Reinhard's association with the Robert Wood Johnson Foundation (RWJF) began in 2000 when she was named co-director of the Center for State Health Policy at Rutgers, a center co-funded by RWJF. The next year, when RWJF announced its $2.2-million program State Solutions: An Initiative to Improve Enrollment in Medicare Savings Programs, Reinhard agreed to serve as national program director. She has collaborated with RWJF on a number of programs related to nursing and long-term care.

In the spring of 2007, Reinhard accepted the position of director of AARP's Public Policy Institute, the "think tank" of the Washington-based AARP. Barely six months later, her association with RWJF came full circle when the two organizations launched the Center to Champion Nursing in America and named Reinhard its director and, later, chief strategist.

Grantee approach: After a career that has touched on almost every aspect of nursing, Reinhard now will work to champion nursing and help reverse a nursing shortage in the United States that threatens the quality of health care. Her strategy is twofold:

  • Work to retain experienced nurses who provide the key to quality care.
  • Educate more nurses by developing more nursing educators.

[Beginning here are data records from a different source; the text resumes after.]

//! Persistent anger.
//!
//! A neutral mob stays angry at one entity for a random number of ticks
//! after being provoked. The tracker only holds the timer and the target
//! UUID; deciding when to start it is up to the owning entity.

use golem_utils::random::{Random, TimeUtil, UniformInt};
use simdnbt::owned::{NbtCompound, NbtTag};
use uuid::Uuid;

use super::nbt::{nbt_i32, nbt_uuid, uuid_to_nbt};

/// Default anger duration, 20 to 39 seconds.
pub const PERSISTENT_ANGER_TIME: UniformInt = TimeUtil::range_of_seconds(20, 39);

const ANGER_TIME_TAG: &str = "AngerTime";
const ANGRY_AT_TAG: &str = "AngryAt";

/// Countdown plus the UUID of the entity being held a grudge against.
///
/// The target is only meaningful while the countdown is positive; it is
/// cleared whenever the countdown reaches zero.
#[derive(Debug, Clone, Default, PartialEq, Eq)]
pub struct AngerTracker {
    remaining_ticks: i32,
    target: Option<Uuid>,
}

impl AngerTracker {
    /// A calm tracker.
    #[must_use]
    pub const fn new() -> Self {
        Self {
            remaining_ticks: 0,
            target: None,
        }
    }

    /// Restarts the countdown with a value drawn from `range`.
    pub fn start_timer<R: Random + ?Sized>(&mut self, range: UniformInt, random: &mut R) {
        self.set_remaining_ticks(range.sample(random));
    }

    /// Advances one tick; clears the target once the countdown runs out.
    pub fn tick(&mut self) {
        if self.remaining_ticks > 0 {
            self.remaining_ticks -= 1;
            if self.remaining_ticks == 0 {
                self.target = None;
            }
        }
    }

    /// Ticks left before calming down.
    #[must_use]
    pub const fn remaining_ticks(&self) -> i32 {
        self.remaining_ticks
    }

    /// Sets the countdown; negative values count as zero.
    pub fn set_remaining_ticks(&mut self, ticks: i32) {
        self.remaining_ticks = ticks.max(0);
        if self.remaining_ticks == 0 {
            self.target = None;
        }
    }

    /// UUID of the entity being held a grudge against.
    #[must_use]
    pub const fn target(&self) -> Option<Uuid> {
        self.target
    }

    /// Sets the grudge target without touching the countdown.
    pub fn set_target(&mut self, target: Option<Uuid>) {
        self.target = target;
    }

    /// True while the countdown is running.
    #[must_use]
    pub const fn is_angry(&self) -> bool {
        self.remaining_ticks > 0
    }

    /// True if angry and `uuid` is the target.
    #[must_use]
    pub fn is_angry_at(&self, uuid: Uuid) -> bool {
        self.is_angry() && self.target == Some(uuid)
    }

    /// Forgets the target and stops the countdown.
    pub fn stop_being_angry(&mut self) {
        self.remaining_ticks = 0;
        self.target = None;
    }

    /// Writes `AngerTime` and, when set, `AngryAt`.
    pub fn write_nbt(&self, nbt: &mut NbtCompound) {
        nbt.insert(ANGER_TIME_TAG, NbtTag::Int(self.remaining_ticks));
        if let Some(target) = self.target {
            nbt.insert(ANGRY_AT_TAG, uuid_to_nbt(target));
        }
    }

    /// Reads the tracker back, falling back to a calm tracker for anything
    /// missing or malformed.
    #[must_use]
    pub fn read_nbt(nbt: &NbtCompound) -> Self {
        let remaining_ticks = match nbt.get(ANGER_TIME_TAG) {
            None => 0,
            Some(tag) => nbt_i32(tag).unwrap_or_else(|| {
                log::warn!("Ignoring malformed {ANGER_TIME_TAG} tag: {tag:?}");
                0
            }),
        };
        let target = nbt.get(ANGRY_AT_TAG).and_then(|tag| {
            let uuid = nbt_uuid(tag);
            if uuid.is_none() {
                log::warn!("Ignoring malformed {ANGRY_AT_TAG} tag: {tag:?}");
            }
            uuid
        });

        let mut tracker = Self::new();
        tracker.set_target(target);
        tracker.set_remaining_ticks(remaining_ticks);
        tracker
    }
}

"We need a huge spotlight on these issues," says Reinhard, "and AARP is accustomed to spotlighting major issues of our day. The decision by RWJF to put the center within AARP is a brilliant idea. Even if I weren't here, I would say that. Putting this powerful, consumer-driven organization behind this, we can bring a public voice to this issue."

At the center, Reinhard plans first to focus on the need to retain nurses. "Society has an insatiable demand for nurses. Because they can fill so many important positions in the health care system, nurses are pulled away from the beside," she says. "But if we are going to deal with this crisis over the next couple of years, we have to retain the nurses we have. RWJF's strategy always has been retention of nurses. To help do that, we are going to take steps to make sure that nurses and their ideas to improve patient care are heard."

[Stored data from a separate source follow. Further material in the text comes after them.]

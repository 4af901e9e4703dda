//! Small math types shared across the workspace.

pub mod aabb;
pub mod vector3;

pub use aabb::Aabb;
pub use vector3::Vector3;
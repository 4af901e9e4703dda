//! Entity data synchronization system
//!
//! Tracks changes to synced entity properties so only dirty values are
//! replicated to observers.

use rustc_hash::FxHashMap;
use std::sync::atomic::{AtomicBool, Ordering};
use golem_utils::locks::SyncRwLock;

/// Entity data value
#[derive(Debug, Clone, PartialEq)]
pub enum EntityDataValue {
    /// Byte value (u8)
    Byte(u8),
    /// Integer value (i32, sent as `VarInt`)
    Int(i32),
    /// Float value (f32)
    Float(f32),
    /// Boolean value
    Boolean(bool),
}

impl EntityDataValue {
    /// Gets the value as `T`, if it has that type
    #[must_use]
    pub fn get<T: IntoEntityData>(&self) -> Option<T> {
        T::from_entity_data(self)
    }
}

/// Trait for types that can be stored in entity data
pub trait IntoEntityData: Clone {
    /// Converts this value into an `EntityDataValue`
    fn into_entity_data(self) -> EntityDataValue;
    /// Extracts this value from an `EntityDataValue`
    fn from_entity_data(value: &EntityDataValue) -> Option<Self>;
}

impl IntoEntityData for u8 {
    fn into_entity_data(self) -> EntityDataValue {
        EntityDataValue::Byte(self)
    }
    fn from_entity_data(value: &EntityDataValue) -> Option<Self> {
        match value {
            EntityDataValue::Byte(v) => Some(*v),
            _ => None,
        }
    }
}

impl IntoEntityData for i32 {
    fn into_entity_data(self) -> EntityDataValue {
        EntityDataValue::Int(self)
    }
    fn from_entity_data(value: &EntityDataValue) -> Option<Self> {
        match value {
            EntityDataValue::Int(v) => Some(*v),
            _ => None,
        }
    }
}

impl IntoEntityData for f32 {
    fn into_entity_data(self) -> EntityDataValue {
        EntityDataValue::Float(self)
    }
    fn from_entity_data(value: &EntityDataValue) -> Option<Self> {
        match value {
            EntityDataValue::Float(v) => Some(*v),
            _ => None,
        }
    }
}

impl IntoEntityData for bool {
    fn into_entity_data(self) -> EntityDataValue {
        EntityDataValue::Boolean(self)
    }
    fn from_entity_data(value: &EntityDataValue) -> Option<Self> {
        match value {
            EntityDataValue::Boolean(v) => Some(*v),
            _ => None,
        }
    }
}

/// A data item that tracks its dirty state
struct DataItem {
    value: EntityDataValue,
    dirty: AtomicBool,
}

impl DataItem {
    fn new(value: EntityDataValue) -> Self {
        Self {
            value,
            dirty: AtomicBool::new(true), // Start dirty so initial spawn sends all data
        }
    }

    /// Returns false when the value did not change.
    fn set_value(&mut self, value: EntityDataValue) -> bool {
        if self.value == value {
            return false;
        }
        self.value = value;
        self.dirty.store(true, Ordering::Release);
        true
    }

    fn is_dirty(&self) -> bool {
        self.dirty.load(Ordering::Acquire)
    }

    fn mark_clean(&self) {
        self.dirty.store(false, Ordering::Release);
    }
}

/// Entity data storage with dirty tracking
pub struct EntityData {
    entity_id: i32,
    items: SyncRwLock<FxHashMap<u8, DataItem>>,
    is_dirty: AtomicBool,
}

impl EntityData {
    /// Creates a new entity data storage
    #[must_use]
    pub fn new(entity_id: i32) -> Self {
        Self {
            entity_id,
            items: SyncRwLock::new(FxHashMap::default()),
            is_dirty: AtomicBool::new(false),
        }
    }

    /// Defines a new data field with an initial value
    pub fn define<T: IntoEntityData>(&mut self, accessor: EntityDataAccessor<T>, initial_value: T) {
        let value = initial_value.into_entity_data();
        self.items.write().insert(accessor.id, DataItem::new(value));
    }

    /// Sets a data field value, defining it if needed
    pub fn set<T: IntoEntityData>(&self, accessor: EntityDataAccessor<T>, value: T) {
        let new_value = value.into_entity_data();
        let mut items = self.items.write();

        if let Some(item) = items.get_mut(&accessor.id) {
            if item.set_value(new_value) {
                self.is_dirty.store(true, Ordering::Release);
            }
        } else {
            items.insert(accessor.id, DataItem::new(new_value));
            self.is_dirty.store(true, Ordering::Release);
        }
    }

    /// Gets a data field value, or `None` if it is undefined or has another type
    pub fn get<T: IntoEntityData>(&self, accessor: EntityDataAccessor<T>) -> Option<T> {
        let items = self.items.read();
        items
            .get(&accessor.id)
            .and_then(|item| T::from_entity_data(&item.value))
    }

    /// Checks if any data has been modified
    pub fn is_dirty(&self) -> bool {
        self.is_dirty.load(Ordering::Acquire)
    }

    /// Packs all dirty data values into a vec, marking them as clean
    pub fn pack_dirty(&self) -> Option<Vec<(u8, EntityDataValue)>> {
        if !self.is_dirty() {
            return None;
        }

        let items = self.items.read();
        let mut dirty_items: Vec<(u8, EntityDataValue)> = items
            .iter()
            .filter(|(_, item)| item.is_dirty())
            .map(|(id, item)| {
                item.mark_clean();
                (*id, item.value.clone())
            })
            .collect();
        dirty_items.sort_by_key(|(id, _)| *id);

        self.is_dirty.store(false, Ordering::Release);
        if dirty_items.is_empty() {
            None
        } else {
            Some(dirty_items)
        }
    }

    /// Packs all data values (used for initial entity spawn)
    pub fn pack_all(&self) -> Vec<(u8, EntityDataValue)> {
        let items = self.items.read();
        let mut all: Vec<(u8, EntityDataValue)> = items
            .iter()
            .map(|(id, item)| {
                item.mark_clean();
                (*id, item.value.clone())
            })
            .collect();
        all.sort_by_key(|(id, _)| *id);
        self.is_dirty.store(false, Ordering::Release);
        all
    }

    /// Gets the entity ID this data belongs to
    pub fn entity_id(&self) -> i32 {
        self.entity_id
    }
}

/// Type-safe accessor for entity data fields
pub struct EntityDataAccessor<T> {
    id: u8,
    _phantom: std::marker::PhantomData<T>,
}

impl<T> EntityDataAccessor<T> {
    /// Creates a new data accessor
    #[must_use]
    pub const fn new(id: u8) -> Self {
        Self {
            id,
            _phantom: std::marker::PhantomData,
        }
    }

    /// Gets the data field ID
    #[must_use]
    pub fn id(&self) -> u8 {
        self.id
    }
}

impl<T> Clone for EntityDataAccessor<T> {
    fn clone(&self) -> Self {
        *self
    }
}

impl<T> Copy for EntityDataAccessor<T> {}

impl EntityDataAccessor<u8> {
    /// Shared flags (fire, crouch, sprint, etc.)
    pub const SHARED_FLAGS: Self = Self::new(0);
    /// Mob flags (no AI, left handed, aggressive)
    pub const MOB_FLAGS: Self = Self::new(15);
    /// Golem flags, bit 0 is "player created"
    pub const GOLEM_FLAGS: Self = Self::new(16);
}

impl EntityDataAccessor<i32> {
    /// Air supply (for drowning)
    pub const AIR_SUPPLY: Self = Self::new(1);
}

impl EntityDataAccessor<bool> {
    /// Whether entity is silent
    pub const SILENT: Self = Self::new(4);

    /// Whether entity has no gravity
    pub const NO_GRAVITY: Self = Self::new(5);
}

impl EntityDataAccessor<f32> {
    /// Current health of a living entity
    pub const HEALTH: Self = Self::new(9);
}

Next, Reinhard wants to work through private and public policy channels to address the shortage of nursing professors, which is at the heart of why nursing schools turn away qualified applicants. Says Reinhard, "We want to speed up how quickly a nurse can get a master's or doctorate degree. We have to prepare educators."

As the new center's chief strategist, Reinhard realizes that her lifelong nursing pursuits have culminated in a near perfect storm, pulling together all aspects of her career. "I consider myself very fortunate to be able to put together all three—RWJF, AARP and nursing—to lead the Center to Champion Nursing in America."

RWJF perspective: The Center to Champion Nursing will address the nursing shortage by pressing for:

  • Greater state and federal funding to support expanded nursing education, particularly addressing severe faculty shortages at nurse training institutions across the country.
  • Places for nurse leaders on the governing boards of hospitals and other health care organizations to provide critically needed perspective on improving quality and safety of care.
  • An educational movement based on new research to inform the public and policy-makers about nurse workforce issues and the link between a trained and adequate nursing workforce and high quality health care.
  • We must engage all of the stakeholders-from nurses and other health care providers to policy-makers to business leaders and consumers-if we are going to have meaningful and lasting change in what has become a dysfunctional health care system," says Susan Hassmiller, Ph.D., R.N., senior program officer at RWJF and Building Human Capital team leader. "This unique partnership between RWJF and AARP sends a clear message that no one sector can address all the problems plaguing our health care system."